• [Exercise] Reproduce exactly the lines below from the one containing "if at > args.duration_ms" through the one containing "for change in", including both, and nothing else.

::::::

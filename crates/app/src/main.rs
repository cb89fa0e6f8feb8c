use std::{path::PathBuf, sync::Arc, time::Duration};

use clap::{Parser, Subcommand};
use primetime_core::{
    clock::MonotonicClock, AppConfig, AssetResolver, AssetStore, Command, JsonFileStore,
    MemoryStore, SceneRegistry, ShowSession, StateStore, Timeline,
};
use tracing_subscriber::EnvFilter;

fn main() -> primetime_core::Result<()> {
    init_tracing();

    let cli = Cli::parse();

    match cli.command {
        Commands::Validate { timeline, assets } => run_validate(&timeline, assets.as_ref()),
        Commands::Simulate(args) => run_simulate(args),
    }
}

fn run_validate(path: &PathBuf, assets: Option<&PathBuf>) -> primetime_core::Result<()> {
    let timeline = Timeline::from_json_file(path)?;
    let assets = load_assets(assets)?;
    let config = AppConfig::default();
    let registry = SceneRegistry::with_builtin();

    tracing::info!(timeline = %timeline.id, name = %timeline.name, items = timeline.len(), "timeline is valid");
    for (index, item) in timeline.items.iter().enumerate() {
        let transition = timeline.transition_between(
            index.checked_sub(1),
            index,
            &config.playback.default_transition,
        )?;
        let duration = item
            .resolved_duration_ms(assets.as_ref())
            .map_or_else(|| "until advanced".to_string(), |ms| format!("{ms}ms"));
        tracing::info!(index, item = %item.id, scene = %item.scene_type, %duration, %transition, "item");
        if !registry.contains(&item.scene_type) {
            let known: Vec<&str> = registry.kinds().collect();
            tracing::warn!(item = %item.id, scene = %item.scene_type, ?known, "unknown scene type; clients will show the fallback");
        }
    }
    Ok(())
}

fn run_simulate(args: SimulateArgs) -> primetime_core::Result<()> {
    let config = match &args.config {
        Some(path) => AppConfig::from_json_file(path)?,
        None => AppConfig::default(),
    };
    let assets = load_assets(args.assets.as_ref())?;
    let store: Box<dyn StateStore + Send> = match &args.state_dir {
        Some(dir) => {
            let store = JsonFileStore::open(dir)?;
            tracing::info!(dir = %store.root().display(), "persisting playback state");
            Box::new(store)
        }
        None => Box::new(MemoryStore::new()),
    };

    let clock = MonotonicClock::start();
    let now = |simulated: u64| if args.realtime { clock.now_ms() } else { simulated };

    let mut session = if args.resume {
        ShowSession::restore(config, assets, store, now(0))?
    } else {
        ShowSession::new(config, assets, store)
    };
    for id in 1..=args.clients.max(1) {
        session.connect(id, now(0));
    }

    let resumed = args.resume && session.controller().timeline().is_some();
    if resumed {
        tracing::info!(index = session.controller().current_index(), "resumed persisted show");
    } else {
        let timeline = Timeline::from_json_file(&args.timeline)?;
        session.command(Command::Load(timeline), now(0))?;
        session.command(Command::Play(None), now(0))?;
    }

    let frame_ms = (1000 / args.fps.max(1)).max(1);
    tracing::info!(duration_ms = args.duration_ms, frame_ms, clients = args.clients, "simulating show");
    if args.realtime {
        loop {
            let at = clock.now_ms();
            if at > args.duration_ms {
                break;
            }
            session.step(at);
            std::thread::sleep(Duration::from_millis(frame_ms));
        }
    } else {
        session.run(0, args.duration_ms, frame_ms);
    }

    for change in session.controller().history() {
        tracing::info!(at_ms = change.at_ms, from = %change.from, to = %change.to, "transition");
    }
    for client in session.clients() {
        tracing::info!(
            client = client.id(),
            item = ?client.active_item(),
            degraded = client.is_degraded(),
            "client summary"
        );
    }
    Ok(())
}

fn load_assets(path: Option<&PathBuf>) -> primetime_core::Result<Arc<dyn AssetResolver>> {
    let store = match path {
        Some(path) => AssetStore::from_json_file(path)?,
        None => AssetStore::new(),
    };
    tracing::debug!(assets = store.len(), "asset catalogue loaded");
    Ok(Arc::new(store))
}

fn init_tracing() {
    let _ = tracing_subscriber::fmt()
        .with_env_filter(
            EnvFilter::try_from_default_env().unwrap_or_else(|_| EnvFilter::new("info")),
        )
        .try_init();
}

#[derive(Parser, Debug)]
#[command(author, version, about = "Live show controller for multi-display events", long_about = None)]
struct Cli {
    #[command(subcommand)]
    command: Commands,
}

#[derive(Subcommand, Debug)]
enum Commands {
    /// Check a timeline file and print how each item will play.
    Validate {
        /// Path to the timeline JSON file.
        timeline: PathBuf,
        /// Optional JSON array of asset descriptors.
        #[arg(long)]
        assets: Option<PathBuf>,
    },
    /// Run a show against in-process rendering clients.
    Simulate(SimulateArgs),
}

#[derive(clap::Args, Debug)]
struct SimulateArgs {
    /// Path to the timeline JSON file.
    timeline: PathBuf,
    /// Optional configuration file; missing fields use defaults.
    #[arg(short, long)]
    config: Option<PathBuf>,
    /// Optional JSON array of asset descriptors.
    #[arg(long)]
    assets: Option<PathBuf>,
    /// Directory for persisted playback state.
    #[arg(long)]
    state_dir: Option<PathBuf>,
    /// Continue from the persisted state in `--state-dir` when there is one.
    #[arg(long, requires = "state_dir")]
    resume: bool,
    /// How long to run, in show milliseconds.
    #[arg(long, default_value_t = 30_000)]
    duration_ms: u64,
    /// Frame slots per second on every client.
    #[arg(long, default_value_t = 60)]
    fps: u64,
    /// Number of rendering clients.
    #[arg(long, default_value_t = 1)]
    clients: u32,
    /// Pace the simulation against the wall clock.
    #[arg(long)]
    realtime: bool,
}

::::::

• [Written reply]
            if at > args.duration_ms {
                break;
            }
            session.step(at);
            std::thread::sleep(Duration::from_millis(frame_ms));
        }
    } else {
        session.run(0, args.duration_ms, frame_ms);
    }

    for change in session.controller().history() {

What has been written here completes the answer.